Dataset records =
======

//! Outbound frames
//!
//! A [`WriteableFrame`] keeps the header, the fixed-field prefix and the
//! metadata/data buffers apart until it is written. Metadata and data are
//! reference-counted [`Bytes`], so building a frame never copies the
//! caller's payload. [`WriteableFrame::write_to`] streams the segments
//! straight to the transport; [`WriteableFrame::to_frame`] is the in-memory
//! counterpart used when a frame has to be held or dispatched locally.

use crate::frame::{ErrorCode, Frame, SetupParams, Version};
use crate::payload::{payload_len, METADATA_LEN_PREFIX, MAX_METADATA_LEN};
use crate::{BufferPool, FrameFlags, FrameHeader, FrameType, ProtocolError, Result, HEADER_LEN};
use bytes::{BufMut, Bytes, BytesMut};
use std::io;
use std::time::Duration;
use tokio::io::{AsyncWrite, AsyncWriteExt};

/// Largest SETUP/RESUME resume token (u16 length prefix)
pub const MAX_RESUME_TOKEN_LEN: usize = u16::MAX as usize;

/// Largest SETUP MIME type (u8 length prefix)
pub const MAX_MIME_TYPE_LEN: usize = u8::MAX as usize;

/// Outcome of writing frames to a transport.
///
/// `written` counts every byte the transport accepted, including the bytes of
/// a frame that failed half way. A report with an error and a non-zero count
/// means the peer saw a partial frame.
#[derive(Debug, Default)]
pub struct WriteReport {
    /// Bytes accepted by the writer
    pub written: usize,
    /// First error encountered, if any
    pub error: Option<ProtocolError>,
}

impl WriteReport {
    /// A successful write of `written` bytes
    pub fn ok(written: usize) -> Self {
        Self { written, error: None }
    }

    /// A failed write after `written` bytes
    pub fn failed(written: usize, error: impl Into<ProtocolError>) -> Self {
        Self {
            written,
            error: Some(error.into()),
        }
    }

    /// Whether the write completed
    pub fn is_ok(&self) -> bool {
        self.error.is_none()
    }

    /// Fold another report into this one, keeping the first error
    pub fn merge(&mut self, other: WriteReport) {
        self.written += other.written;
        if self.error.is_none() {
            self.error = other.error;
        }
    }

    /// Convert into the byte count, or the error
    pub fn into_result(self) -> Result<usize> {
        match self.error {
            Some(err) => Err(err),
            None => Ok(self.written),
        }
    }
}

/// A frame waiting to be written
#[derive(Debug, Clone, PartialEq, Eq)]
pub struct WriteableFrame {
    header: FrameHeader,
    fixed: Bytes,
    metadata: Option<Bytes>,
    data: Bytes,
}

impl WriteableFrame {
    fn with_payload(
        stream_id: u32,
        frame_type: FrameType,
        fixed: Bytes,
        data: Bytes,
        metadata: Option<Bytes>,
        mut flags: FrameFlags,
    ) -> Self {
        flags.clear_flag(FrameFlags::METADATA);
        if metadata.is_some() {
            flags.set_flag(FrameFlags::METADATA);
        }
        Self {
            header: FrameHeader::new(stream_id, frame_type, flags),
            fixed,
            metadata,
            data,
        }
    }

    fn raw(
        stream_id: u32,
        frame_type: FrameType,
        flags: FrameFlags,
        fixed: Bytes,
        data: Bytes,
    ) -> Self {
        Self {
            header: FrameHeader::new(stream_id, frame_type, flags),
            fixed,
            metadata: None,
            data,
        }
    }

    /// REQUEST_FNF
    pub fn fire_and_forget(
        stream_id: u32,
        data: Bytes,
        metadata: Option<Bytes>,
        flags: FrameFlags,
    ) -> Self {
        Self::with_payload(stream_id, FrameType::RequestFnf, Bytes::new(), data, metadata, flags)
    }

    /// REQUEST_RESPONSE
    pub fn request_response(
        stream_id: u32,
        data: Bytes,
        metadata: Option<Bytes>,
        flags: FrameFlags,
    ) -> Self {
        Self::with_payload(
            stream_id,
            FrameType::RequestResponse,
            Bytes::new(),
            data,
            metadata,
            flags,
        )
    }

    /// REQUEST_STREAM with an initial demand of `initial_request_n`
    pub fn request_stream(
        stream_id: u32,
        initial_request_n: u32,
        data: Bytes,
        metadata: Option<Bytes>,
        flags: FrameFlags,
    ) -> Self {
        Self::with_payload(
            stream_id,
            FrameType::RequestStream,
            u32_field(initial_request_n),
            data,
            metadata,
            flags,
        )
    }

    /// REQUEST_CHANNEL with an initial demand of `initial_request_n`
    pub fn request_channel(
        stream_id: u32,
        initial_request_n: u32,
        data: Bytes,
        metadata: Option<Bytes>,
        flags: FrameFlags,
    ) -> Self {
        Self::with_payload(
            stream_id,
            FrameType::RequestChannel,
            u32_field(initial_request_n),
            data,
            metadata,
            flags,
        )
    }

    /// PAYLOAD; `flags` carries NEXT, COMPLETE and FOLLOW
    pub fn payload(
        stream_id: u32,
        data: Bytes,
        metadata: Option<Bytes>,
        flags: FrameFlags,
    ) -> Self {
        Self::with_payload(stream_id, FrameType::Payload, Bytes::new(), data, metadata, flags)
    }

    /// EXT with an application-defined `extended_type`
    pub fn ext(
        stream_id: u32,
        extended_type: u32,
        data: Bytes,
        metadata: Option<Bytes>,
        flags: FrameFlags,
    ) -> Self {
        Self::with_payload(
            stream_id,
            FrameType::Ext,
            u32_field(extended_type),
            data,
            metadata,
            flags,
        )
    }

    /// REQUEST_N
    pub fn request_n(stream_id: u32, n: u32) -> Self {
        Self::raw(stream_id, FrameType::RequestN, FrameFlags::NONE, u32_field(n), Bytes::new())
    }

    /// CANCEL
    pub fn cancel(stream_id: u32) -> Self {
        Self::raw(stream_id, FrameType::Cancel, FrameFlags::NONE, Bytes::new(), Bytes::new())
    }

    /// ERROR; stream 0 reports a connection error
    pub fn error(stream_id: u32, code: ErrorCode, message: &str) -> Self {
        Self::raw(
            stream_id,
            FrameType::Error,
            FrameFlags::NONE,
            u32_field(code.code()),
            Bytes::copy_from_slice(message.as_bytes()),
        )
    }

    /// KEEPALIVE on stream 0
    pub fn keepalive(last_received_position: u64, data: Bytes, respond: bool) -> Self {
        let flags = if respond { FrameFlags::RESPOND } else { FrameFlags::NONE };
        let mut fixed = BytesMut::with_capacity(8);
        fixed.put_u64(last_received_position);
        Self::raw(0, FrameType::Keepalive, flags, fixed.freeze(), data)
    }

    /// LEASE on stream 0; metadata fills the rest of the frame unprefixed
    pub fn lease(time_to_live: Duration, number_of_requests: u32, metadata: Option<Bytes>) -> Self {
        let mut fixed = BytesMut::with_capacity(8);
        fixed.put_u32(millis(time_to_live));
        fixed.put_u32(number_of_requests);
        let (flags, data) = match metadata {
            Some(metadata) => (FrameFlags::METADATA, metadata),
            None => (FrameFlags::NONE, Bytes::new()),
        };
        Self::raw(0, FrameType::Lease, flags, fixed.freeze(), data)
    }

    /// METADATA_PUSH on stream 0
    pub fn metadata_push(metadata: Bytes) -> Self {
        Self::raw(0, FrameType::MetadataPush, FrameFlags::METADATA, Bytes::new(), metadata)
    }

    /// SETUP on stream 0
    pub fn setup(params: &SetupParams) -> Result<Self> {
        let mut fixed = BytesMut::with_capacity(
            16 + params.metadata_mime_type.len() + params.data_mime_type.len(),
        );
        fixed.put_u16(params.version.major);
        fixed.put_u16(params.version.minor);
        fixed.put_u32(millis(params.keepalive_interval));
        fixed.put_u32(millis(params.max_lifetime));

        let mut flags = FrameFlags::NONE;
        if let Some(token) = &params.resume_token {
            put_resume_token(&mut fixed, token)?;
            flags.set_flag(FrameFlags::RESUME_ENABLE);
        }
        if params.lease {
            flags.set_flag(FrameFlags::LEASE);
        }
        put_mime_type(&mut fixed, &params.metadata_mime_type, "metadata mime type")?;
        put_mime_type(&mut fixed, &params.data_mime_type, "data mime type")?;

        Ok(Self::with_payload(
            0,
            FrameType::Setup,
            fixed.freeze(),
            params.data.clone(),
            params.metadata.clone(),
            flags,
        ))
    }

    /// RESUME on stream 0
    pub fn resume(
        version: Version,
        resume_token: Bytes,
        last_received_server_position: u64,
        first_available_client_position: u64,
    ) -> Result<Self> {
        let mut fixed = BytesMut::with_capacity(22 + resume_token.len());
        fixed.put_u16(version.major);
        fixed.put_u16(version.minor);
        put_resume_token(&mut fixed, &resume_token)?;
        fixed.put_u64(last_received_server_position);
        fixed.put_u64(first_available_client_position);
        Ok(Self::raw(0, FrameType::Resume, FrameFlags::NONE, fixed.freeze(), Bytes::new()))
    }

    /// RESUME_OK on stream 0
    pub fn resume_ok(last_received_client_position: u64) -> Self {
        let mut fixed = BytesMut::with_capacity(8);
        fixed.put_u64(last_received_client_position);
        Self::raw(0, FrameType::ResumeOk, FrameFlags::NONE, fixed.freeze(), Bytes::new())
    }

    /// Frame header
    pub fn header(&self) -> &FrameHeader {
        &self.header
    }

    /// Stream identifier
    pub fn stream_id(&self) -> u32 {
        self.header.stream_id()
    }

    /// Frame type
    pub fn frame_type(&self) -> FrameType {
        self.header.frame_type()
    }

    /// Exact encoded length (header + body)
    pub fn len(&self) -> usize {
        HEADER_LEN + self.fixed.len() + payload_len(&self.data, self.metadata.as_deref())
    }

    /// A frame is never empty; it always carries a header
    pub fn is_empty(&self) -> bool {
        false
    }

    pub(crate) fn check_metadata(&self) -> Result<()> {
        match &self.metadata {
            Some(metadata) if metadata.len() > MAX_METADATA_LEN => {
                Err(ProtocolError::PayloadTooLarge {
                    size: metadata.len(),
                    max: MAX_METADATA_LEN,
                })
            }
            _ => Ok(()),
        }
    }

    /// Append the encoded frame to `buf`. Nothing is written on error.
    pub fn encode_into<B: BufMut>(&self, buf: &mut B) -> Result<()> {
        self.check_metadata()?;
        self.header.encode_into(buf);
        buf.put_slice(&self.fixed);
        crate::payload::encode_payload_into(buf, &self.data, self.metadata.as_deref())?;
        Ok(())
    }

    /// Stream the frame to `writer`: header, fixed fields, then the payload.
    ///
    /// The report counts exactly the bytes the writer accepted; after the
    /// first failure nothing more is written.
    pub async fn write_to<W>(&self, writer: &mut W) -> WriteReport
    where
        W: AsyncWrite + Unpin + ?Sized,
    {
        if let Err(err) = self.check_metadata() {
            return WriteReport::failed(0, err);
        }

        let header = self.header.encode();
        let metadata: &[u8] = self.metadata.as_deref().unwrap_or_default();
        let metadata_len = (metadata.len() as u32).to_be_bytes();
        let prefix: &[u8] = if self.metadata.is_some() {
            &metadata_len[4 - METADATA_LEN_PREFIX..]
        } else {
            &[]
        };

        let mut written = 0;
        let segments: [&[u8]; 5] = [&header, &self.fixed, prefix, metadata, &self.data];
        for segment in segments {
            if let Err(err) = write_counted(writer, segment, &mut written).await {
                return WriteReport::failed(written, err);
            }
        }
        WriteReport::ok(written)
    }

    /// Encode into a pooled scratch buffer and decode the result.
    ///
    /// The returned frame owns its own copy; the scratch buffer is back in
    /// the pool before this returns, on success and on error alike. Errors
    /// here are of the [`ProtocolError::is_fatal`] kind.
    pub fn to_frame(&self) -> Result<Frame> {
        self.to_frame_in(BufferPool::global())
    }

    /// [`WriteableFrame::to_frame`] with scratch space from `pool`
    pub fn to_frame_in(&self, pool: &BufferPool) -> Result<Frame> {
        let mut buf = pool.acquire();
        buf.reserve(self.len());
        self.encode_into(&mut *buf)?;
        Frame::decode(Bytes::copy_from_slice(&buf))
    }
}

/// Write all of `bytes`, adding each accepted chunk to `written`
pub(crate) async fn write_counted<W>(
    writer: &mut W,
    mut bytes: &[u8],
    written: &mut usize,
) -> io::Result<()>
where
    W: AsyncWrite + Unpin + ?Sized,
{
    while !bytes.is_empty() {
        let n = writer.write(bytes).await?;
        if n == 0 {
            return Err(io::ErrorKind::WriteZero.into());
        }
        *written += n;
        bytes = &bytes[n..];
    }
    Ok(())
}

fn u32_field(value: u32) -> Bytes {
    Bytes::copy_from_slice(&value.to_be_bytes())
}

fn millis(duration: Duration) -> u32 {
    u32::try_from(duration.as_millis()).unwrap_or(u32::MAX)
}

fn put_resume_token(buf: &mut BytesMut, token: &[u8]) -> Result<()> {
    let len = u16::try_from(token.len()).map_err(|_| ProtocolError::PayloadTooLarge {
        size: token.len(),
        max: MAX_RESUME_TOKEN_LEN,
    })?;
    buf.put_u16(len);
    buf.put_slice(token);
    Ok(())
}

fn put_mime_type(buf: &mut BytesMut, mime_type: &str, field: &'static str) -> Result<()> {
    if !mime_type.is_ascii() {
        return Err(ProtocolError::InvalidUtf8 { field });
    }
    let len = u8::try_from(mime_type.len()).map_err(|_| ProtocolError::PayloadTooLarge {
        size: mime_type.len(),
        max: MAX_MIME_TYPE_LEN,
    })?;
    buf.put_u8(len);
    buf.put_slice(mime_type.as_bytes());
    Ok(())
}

======

In the data above, repeat exactly each line from the first through the line that contains "A failed write", and give nothing else.

Task answer =
//! Outbound frames
//!
//! A [`WriteableFrame`] keeps the header, the fixed-field prefix and the
//! metadata/data buffers apart until it is written. Metadata and data are
//! reference-counted [`Bytes`], so building a frame never copies the
//! caller's payload. [`WriteableFrame::write_to`] streams the segments
//! straight to the transport; [`WriteableFrame::to_frame`] is the in-memory
//! counterpart used when a frame has to be held or dispatched locally.

use crate::frame::{ErrorCode, Frame, SetupParams, Version};
use crate::payload::{payload_len, METADATA_LEN_PREFIX, MAX_METADATA_LEN};
use crate::{BufferPool, FrameFlags, FrameHeader, FrameType, ProtocolError, Result, HEADER_LEN};
use bytes::{BufMut, Bytes, BytesMut};
use std::io;
use std::time::Duration;
use tokio::io::{AsyncWrite, AsyncWriteExt};

/// Largest SETUP/RESUME resume token (u16 length prefix)
pub const MAX_RESUME_TOKEN_LEN: usize = u16::MAX as usize;

/// Largest SETUP MIME type (u8 length prefix)
pub const MAX_MIME_TYPE_LEN: usize = u8::MAX as usize;

/// Outcome of writing frames to a transport.
///
/// `written` counts every byte the transport accepted, including the bytes of
/// a frame that failed half way. A report with an error and a non-zero count
/// means the peer saw a partial frame.
#[derive(Debug, Default)]
pub struct WriteReport {
    /// Bytes accepted by the writer
    pub written: usize,
    /// First error encountered, if any
    pub error: Option<ProtocolError>,
}

impl WriteReport {
    /// A successful write of `written` bytes
    pub fn ok(written: usize) -> Self {
        Self { written, error: None }
    }

    /// A failed write after `written` bytes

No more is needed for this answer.